Once you find the line that contains "interfaces_resolver(ctx: &FrameworkContext, spec: &GroupSpec)", write out that line and every line after it to the end of the records, exactly and with nothing else.
__________
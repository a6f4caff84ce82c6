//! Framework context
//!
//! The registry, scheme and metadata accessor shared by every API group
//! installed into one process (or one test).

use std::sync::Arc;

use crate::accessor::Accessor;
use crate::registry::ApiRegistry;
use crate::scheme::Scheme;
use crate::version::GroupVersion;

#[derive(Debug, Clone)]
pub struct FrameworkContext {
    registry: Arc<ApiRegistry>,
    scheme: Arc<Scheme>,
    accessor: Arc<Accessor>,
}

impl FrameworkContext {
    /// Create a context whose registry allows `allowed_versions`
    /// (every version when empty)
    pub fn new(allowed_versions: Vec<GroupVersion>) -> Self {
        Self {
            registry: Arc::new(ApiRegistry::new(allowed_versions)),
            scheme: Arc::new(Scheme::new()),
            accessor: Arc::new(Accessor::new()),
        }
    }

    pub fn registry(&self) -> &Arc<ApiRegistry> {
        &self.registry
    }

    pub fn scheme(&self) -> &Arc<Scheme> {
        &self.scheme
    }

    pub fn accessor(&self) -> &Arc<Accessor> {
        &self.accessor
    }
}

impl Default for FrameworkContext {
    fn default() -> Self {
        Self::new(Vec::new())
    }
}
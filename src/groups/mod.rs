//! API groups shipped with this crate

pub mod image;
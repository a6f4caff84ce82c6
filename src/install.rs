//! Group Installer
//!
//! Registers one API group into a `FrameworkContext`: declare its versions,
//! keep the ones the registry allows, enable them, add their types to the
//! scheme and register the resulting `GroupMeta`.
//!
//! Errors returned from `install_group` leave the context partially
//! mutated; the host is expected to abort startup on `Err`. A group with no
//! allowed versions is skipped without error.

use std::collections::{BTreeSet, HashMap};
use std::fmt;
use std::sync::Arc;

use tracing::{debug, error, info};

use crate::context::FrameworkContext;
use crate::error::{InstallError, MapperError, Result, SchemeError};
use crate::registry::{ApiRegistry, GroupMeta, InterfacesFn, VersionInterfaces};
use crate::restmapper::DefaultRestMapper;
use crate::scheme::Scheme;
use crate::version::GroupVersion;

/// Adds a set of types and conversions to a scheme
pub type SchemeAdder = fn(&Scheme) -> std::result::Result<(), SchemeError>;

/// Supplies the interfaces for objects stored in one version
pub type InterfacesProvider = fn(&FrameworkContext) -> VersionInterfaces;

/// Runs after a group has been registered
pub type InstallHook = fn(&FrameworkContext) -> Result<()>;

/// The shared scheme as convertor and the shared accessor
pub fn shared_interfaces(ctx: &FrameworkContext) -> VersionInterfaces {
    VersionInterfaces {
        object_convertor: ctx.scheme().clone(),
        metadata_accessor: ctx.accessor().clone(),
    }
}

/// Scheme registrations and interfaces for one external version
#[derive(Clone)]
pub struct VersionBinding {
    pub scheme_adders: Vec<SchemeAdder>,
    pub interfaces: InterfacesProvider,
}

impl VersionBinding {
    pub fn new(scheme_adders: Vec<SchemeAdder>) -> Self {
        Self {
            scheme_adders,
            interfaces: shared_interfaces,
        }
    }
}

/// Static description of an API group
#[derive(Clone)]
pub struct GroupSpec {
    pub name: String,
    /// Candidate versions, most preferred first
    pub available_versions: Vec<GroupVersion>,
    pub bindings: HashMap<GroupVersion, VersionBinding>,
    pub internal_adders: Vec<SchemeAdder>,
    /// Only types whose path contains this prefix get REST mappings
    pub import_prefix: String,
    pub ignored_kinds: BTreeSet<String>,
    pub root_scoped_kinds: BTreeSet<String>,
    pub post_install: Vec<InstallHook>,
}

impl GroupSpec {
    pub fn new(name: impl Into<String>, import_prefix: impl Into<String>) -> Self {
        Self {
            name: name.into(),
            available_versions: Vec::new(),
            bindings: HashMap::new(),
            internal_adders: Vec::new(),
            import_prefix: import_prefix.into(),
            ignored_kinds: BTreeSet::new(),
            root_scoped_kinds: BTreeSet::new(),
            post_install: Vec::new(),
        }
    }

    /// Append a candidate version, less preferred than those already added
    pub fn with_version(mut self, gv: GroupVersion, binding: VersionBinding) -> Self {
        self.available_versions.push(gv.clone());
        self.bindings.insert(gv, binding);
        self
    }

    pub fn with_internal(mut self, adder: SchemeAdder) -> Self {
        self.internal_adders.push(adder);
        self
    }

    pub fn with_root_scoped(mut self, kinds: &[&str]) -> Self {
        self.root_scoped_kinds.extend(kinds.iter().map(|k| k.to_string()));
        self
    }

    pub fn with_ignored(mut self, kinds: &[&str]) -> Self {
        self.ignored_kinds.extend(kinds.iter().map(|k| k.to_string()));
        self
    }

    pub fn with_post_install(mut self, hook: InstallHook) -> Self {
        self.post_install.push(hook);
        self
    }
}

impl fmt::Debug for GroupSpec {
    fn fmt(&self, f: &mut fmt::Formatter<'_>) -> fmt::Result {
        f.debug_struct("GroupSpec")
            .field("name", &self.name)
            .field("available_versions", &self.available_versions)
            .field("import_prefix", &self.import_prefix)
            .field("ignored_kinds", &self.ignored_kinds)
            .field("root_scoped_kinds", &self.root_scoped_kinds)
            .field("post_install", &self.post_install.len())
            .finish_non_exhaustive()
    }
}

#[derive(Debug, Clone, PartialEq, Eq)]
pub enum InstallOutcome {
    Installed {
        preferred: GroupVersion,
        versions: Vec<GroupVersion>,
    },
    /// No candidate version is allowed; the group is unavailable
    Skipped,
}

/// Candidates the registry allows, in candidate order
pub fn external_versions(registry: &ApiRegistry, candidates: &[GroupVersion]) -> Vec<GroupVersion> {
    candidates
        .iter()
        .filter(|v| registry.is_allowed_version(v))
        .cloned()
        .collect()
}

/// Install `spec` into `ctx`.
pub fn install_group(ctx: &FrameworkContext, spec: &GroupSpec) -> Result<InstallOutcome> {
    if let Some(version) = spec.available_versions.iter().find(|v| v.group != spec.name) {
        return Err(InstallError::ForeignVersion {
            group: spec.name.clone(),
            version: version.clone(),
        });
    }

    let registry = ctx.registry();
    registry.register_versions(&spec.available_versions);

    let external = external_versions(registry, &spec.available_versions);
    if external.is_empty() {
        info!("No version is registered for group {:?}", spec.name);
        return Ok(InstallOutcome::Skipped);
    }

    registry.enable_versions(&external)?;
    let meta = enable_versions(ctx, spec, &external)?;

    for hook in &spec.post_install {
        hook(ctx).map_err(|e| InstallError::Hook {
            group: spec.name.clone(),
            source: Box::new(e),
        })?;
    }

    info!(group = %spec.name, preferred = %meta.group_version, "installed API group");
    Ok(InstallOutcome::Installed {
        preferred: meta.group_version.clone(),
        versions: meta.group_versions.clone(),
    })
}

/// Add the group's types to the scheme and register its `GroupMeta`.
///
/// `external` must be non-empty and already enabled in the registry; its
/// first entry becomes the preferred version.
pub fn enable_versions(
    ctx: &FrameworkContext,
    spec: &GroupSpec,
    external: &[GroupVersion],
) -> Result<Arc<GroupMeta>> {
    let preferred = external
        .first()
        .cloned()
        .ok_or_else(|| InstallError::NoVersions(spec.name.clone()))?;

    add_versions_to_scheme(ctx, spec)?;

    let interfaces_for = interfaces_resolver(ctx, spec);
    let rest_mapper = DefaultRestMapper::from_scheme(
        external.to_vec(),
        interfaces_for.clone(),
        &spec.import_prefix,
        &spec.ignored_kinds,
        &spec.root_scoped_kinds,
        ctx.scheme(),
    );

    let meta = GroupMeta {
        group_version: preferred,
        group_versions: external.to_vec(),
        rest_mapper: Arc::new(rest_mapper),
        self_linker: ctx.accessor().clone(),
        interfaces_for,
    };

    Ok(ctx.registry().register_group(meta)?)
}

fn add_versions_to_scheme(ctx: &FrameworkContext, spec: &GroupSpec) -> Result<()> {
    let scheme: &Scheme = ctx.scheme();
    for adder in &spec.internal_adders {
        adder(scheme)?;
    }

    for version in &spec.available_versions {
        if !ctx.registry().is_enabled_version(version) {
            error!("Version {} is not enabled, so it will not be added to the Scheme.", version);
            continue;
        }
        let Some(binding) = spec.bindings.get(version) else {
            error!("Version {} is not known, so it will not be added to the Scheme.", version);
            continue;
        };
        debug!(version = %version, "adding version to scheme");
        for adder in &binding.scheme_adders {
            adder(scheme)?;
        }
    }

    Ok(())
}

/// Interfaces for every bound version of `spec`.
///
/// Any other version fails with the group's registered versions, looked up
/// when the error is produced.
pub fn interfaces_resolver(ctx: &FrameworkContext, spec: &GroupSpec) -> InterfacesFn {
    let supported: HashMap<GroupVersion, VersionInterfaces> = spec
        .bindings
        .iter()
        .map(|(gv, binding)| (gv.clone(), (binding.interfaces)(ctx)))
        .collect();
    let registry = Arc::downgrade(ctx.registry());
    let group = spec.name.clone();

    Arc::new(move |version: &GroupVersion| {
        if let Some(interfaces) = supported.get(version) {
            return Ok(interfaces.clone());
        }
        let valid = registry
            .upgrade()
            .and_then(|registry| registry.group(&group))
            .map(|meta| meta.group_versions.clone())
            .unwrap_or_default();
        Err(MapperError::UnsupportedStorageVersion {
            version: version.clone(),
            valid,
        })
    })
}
__________
> [OUTPUT FOR THIS EXERCISE]:
pub fn interfaces_resolver(ctx: &FrameworkContext, spec: &GroupSpec) -> InterfacesFn {
    let supported: HashMap<GroupVersion, VersionInterfaces> = spec
        .bindings
        .iter()
        .map(|(gv, binding)| (gv.clone(), (binding.interfaces)(ctx)))
        .collect();
    let registry = Arc::downgrade(ctx.registry());
    let group = spec.name.clone();

    Arc::new(move |version: &GroupVersion| {
        if let Some(interfaces) = supported.get(version) {
            return Ok(interfaces.clone());
        }
        let valid = registry
            .upgrade()
            .and_then(|registry| registry.group(&group))
            .map(|meta| meta.group_versions.clone())
            .unwrap_or_default();
        Err(MapperError::UnsupportedStorageVersion {
            version: version.clone(),
            valid,
        })
    })
}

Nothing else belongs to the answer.